"""

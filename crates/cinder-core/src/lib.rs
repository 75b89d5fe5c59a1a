//! Cinder CI Core
//!
//! Core domain types, traits, and error handling for Cinder CI.
//! This crate has minimal dependencies and defines the shared vocabulary
//! used across all other crates.

pub mod build;
pub mod error;
pub mod ids;

pub use build::{Build, BuildState, StateSource};
pub use error::{Error, Result};
pub use ids::RepositoryId;
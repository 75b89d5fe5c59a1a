//! Memcached-backed store.
//!
//! Speaks the classic text protocol: `get`/`set` by opaque string key,
//! payloads are opaque bytes. One connection per operation; what happens
//! when the server is unreachable is the retry wrapper's call.

use async_trait::async_trait;
use cinder_core::{Error, Result};
use tokio::io::{AsyncBufReadExt, AsyncReadExt, AsyncWriteExt, BufReader};
use tokio::net::TcpStream;
use tracing::debug;

use crate::store::StateStore;

// Key limit imposed by the memcached text protocol.
const MAX_KEY_LEN: usize = 250;

/// Store backed by a remote memcached instance.
pub struct MemcachedStore {
    endpoint: String,
}

impl MemcachedStore {
    /// Create a store pointed at `host:port`. No connection is made until
    /// the first operation.
    pub fn new(endpoint: impl Into<String>) -> Self {
        Self {
            endpoint: endpoint.into(),
        }
    }

    async fn connect(&self) -> Result<BufReader<TcpStream>> {
        let stream = TcpStream::connect(&self.endpoint).await.map_err(|e| {
            Error::Connection(format!("Failed to connect to {}: {}", self.endpoint, e))
        })?;
        Ok(BufReader::new(stream))
    }
}

fn validate_key(key: &str) -> Result<()> {
    if key.is_empty() || key.len() > MAX_KEY_LEN {
        return Err(Error::InvalidKey(format!(
            "key length {} out of range: {}",
            key.len(),
            key
        )));
    }
    if key.bytes().any(|b| b <= b' ' || b == 0x7f) {
        return Err(Error::InvalidKey(format!(
            "whitespace or control byte in {:?}",
            key
        )));
    }
    Ok(())
}

/// Parses a `VALUE <key> <flags> <bytes>` response line into the payload
/// length.
fn parse_value_header(line: &str) -> Option<usize> {
    let mut parts = line.split_whitespace();
    if parts.next() != Some("VALUE") {
        return None;
    }
    let _key = parts.next()?;
    let _flags = parts.next()?;
    parts.next()?.parse().ok()
}

async fn read_line(stream: &mut BufReader<TcpStream>) -> Result<String> {
    let mut line = String::new();
    let read = stream
        .read_line(&mut line)
        .await
        .map_err(|e| Error::Connection(format!("Failed to read response: {}", e)))?;
    if read == 0 {
        return Err(Error::Connection("Connection closed by server".to_string()));
    }
    Ok(line.trim_end().to_string())
}

#[async_trait]
impl StateStore for MemcachedStore {
    async fn get(&self, key: &str) -> Result<Option<Vec<u8>>> {
        validate_key(key)?;
        let mut stream = self.connect().await?;

        stream
            .write_all(format!("get {}\r\n", key).as_bytes())
            .await
            .map_err(|e| Error::Connection(format!("Failed to send get: {}", e)))?;

        let header = read_line(&mut stream).await?;
        if header == "END" {
            debug!("Cache miss for {}", key);
            return Ok(None);
        }

        let len = parse_value_header(&header)
            .ok_or_else(|| Error::Protocol(format!("Unexpected get response: {:?}", header)))?;

        // Payload block is followed by its own \r\n, then the END line.
        let mut payload = vec![0u8; len + 2];
        stream
            .read_exact(&mut payload)
            .await
            .map_err(|e| Error::Connection(format!("Failed to read payload: {}", e)))?;
        payload.truncate(len);

        let end = read_line(&mut stream).await?;
        if end != "END" {
            return Err(Error::Protocol(format!("Expected END, got {:?}", end)));
        }

        Ok(Some(payload))
    }

    async fn set(&self, key: &str, value: &[u8]) -> Result<()> {
        validate_key(key)?;
        let mut stream = self.connect().await?;

        let mut request = format!("set {} 0 0 {}\r\n", key, value.len()).into_bytes();
        request.extend_from_slice(value);
        request.extend_from_slice(b"\r\n");
        stream
            .write_all(&request)
            .await
            .map_err(|e| Error::Connection(format!("Failed to send set: {}", e)))?;
        stream
            .flush()
            .await
            .map_err(|e| Error::Connection(format!("Failed to flush set: {}", e)))?;

        match read_line(&mut stream).await?.as_str() {
            "STORED" => {
                debug!("Stored {} bytes under {}", value.len(), key);
                Ok(())
            }
            other => Err(Error::Protocol(format!("Set not stored: {:?}", other))),
        }
    }
}

#[cfg(test)]
mod tests {
    use super::*;

    #[test]
    fn test_validate_key() {
        assert!(validate_key("state:1-master").is_ok());
        assert!(validate_key("").is_err());
        assert!(validate_key("has space").is_err());
        assert!(validate_key("has\r\nnewline").is_err());
        assert!(validate_key(&"k".repeat(251)).is_err());
        assert!(validate_key(&"k".repeat(250)).is_ok());
    }

    #[test]
    fn test_parse_value_header() {
        assert_eq!(parse_value_header("VALUE state:1 0 42"), Some(42));
        assert_eq!(parse_value_header("VALUE state:1-master 0 0"), Some(0));
        assert_eq!(parse_value_header("END"), None);
        assert_eq!(parse_value_header("VALUE state:1 0"), None);
        assert_eq!(parse_value_header("ERROR"), None);
    }
}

"""

Looking at the entries, how many lines contain the string "return"? The answer is that number alone.

6